According to prosecutors: "Arthur Borchers concludes that the victim in this matter died of a self-inflicted gunshot wound to the head. That evidence from the scene when compared to the entrance and exit wounds to the victim were analyzed and allow reconstruction of bullet paths and angles."

The prosecution's motion goes on to state that Borchers determined "That there are no eyewitness statements or accounts as to what happened when the gunshot was fired."

"Arthur Borchers assumes body positions and angles of the victim's head without any basis," the prosecutor argued. "Additionally, he assumes that the defendant, if shooting, would have had a 'natural shooting position with a straight arm.' There is no basis for this assumption."

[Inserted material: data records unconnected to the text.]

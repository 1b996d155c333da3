use std::fmt;
use std::str::FromStr;

use serde::{Deserialize, Serialize};
use thiserror::Error;

use crate::input::{InputState, Key, KeyParseError, Modifier, Modifiers};

const CHORD_SEPARATOR: char = '+';

#[derive(Debug, Clone, PartialEq, Eq, Error)]
pub enum ChordParseError {
    #[error("chord must not be empty")]
    Empty,
    #[error("chord '{chord}' contains an empty segment")]
    EmptySegment { chord: String },
    #[error("chord '{chord}' repeats modifier {modifier}")]
    DuplicateModifier { chord: String, modifier: Modifier },
    #[error("chord '{chord}' has no key")]
    MissingKey { chord: String },
    #[error("chord '{chord}' names more than one key")]
    MultipleKeys { chord: String },
    #[error("chord '{chord}': {source}")]
    Key {
        chord: String,
        #[source]
        source: KeyParseError,
    },
}

/// A key plus the exact set of modifiers that must be held with it.
#[derive(Debug, Clone, Copy, PartialEq, Eq, Hash, PartialOrd, Ord, Serialize, Deserialize)]
#[serde(try_from = "String", into = "String")]
pub struct Chord {
    modifiers: Modifiers,
    key: Key,
}

impl Chord {
    pub const fn new(key: Key) -> Self {
        Self {
            modifiers: Modifiers::NONE,
            key,
        }
    }

    pub const fn with_modifiers(key: Key, modifiers: Modifiers) -> Self {
        Self { modifiers, key }
    }

    pub const fn with(self, modifier: Modifier) -> Self {
        Self {
            modifiers: self.modifiers.with(modifier),
            key: self.key,
        }
    }

    /// Exact-set match: modifiers outside the chord must not be held.
    pub fn modifiers_match<I: InputState + ?Sized>(&self, input: &I) -> bool {
        Modifier::ALL.into_iter().all(|modifier| {
            self.modifiers.contains(modifier) == input.is_modifier_held(modifier)
        })
    }

    pub fn released_in<I: InputState + ?Sized>(&self, input: &I) -> bool {
        input.released_this_tick(self.key) && self.modifiers_match(input)
    }
}

impl From<Key> for Chord {
    fn from(key: Key) -> Self {
        Chord::new(key)
    }
}

impl fmt::Display for Chord {
    fn fmt(&self, f: &mut fmt::Formatter<'_>) -> fmt::Result {
        for modifier in self.modifiers.iter() {
            write!(f, "{modifier}{CHORD_SEPARATOR}")?;
        }
        write!(f, "{}", self.key)
    }
}

impl FromStr for Chord {
    type Err = ChordParseError;

    fn from_str(s: &str) -> Result<Self, Self::Err> {
        let raw = s.trim();
        if raw.is_empty() {
            return Err(ChordParseError::Empty);
        }

        let mut modifiers = Modifiers::NONE;
        let mut key = None;
        for segment in raw.split(CHORD_SEPARATOR) {
            let segment = segment.trim();
            if segment.is_empty() {
                return Err(ChordParseError::EmptySegment {
                    chord: raw.to_string(),
                });
            }
            if let Some(modifier) = Modifier::from_name(segment) {
                if modifiers.contains(modifier) {
                    return Err(ChordParseError::DuplicateModifier {
                        chord: raw.to_string(),
                        modifier,
                    });
                }
                modifiers.insert(modifier);
                continue;
            }
            let parsed = Key::from_name(segment).map_err(|source| ChordParseError::Key {
                chord: raw.to_string(),
                source,
            })?;
            if key.replace(parsed).is_some() {
                return Err(ChordParseError::MultipleKeys {
                    chord: raw.to_string(),
                });
            }
        }

        let key = key.ok_or_else(|| ChordParseError::MissingKey {
            chord: raw.to_string(),
        })?;
        Ok(Chord::with_modifiers(key, modifiers))
    }
}

impl TryFrom<String> for Chord {
    type Error = ChordParseError;

    fn try_from(value: String) -> Result<Self, Self::Error> {
        value.parse()
    }
}

impl From<Chord> for String {
    fn from(chord: Chord) -> Self {
        chord.to_string()
    }
}

#[cfg(test)]
mod tests {
    use super::*;
    use crate::input::KeyboardState;

    #[test]
    fn display_uses_canonical_modifier_order() {
        let chord = Chord::new(Key::B)
            .with(Modifier::Shift)
            .with(Modifier::Ctrl);
        assert_eq!(chord.to_string(), "Ctrl+Shift+B");
        assert_eq!(Chord::new(Key::F5).to_string(), "F5");
    }

    #[test]
    fn parse_accepts_any_order_case_and_aliases() {
        let expected = Chord::with_modifiers(Key::B, Modifier::Ctrl | Modifier::Shift);
        for raw in ["Ctrl+Shift+B", "shift + control + b", "B+SHIFT+ctrl"] {
            assert_eq!(raw.parse::<Chord>(), Ok(expected), "raw={raw}");
        }
    }

    #[test]
    fn parse_rejects_malformed_chords() {
        assert_eq!("".parse::<Chord>(), Err(ChordParseError::Empty));
        assert!(matches!(
            "Ctrl++B".parse::<Chord>(),
            Err(ChordParseError::EmptySegment { .. })
        ));
        assert!(matches!(
            "Shift+Shift+B".parse::<Chord>(),
            Err(ChordParseError::DuplicateModifier {
                modifier: Modifier::Shift,
                ..
            })
        ));
        assert!(matches!(
            "Ctrl+Alt".parse::<Chord>(),
            Err(ChordParseError::MissingKey { .. })
        ));
        assert!(matches!(
            "A+B".parse::<Chord>(),
            Err(ChordParseError::MultipleKeys { .. })
        ));
        assert!(matches!(
            "Ctrl+Nope".parse::<Chord>(),
            Err(ChordParseError::Key { .. })
        ));
    }

    #[test]
    fn serde_uses_text_form() {
        let chord = Chord::new(Key::S).with(Modifier::Shift);
        let json = serde_json::to_string(&chord).expect("encode");
        assert_eq!(json, "\"Shift+S\"");
        let decoded: Chord = serde_json::from_str("\"shift+s\"").expect("decode");
        assert_eq!(decoded, chord);
        assert!(serde_json::from_str::<Chord>("\"Shift+\"").is_err());
    }

    #[test]
    fn modifiers_match_is_exact_not_subset() {
        let mut keyboard = KeyboardState::new();
        keyboard.press(Key::LeftShift);
        keyboard.press(Key::LeftControl);

        assert!(!Chord::new(Key::S).with(Modifier::Shift).modifiers_match(&keyboard));
        assert!(Chord::new(Key::S)
            .with(Modifier::Shift)
            .with(Modifier::Ctrl)
            .modifiers_match(&keyboard));
        assert!(!Chord::new(Key::S).modifiers_match(&keyboard));
    }
}
pub(crate) mod bootstrap;
pub(crate) mod loop_runner;
mod replay;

Lastly, the prosecution maintained that "concluding the gunshot was self-inflicted goes far beyond his expertise of forensic reconstruction and has no basis ... the people of the state of Illinois respectfully request this honorable court to grant people's motion for barring any testimony that this was a self-inflicted gunshot wound."

Monday's motion was submitted by Will County State's Attorney James Glasgow and assistant state's attorney Platek.

Will County's judges have previously authorized multiple payments of taxpayer funds to allow Bretz, Flynn & Associates to hire the expert witnesses with Larsen Forensic & Associates as they explored an alternative death scenario suggesting that Kearns, who had a history of severe depression and had been hospitalized for suicidal tendencies, took her own life at age 24.

According to Will County court records, Boshears will be back in court May 17 to set a hearing date on the prosecution's motion seeking to prevent Borchers from testifying to his alternative theory regarding the death of Kearns. At the May 17 hearing, a judge may also set a date for Boshears' jury trial.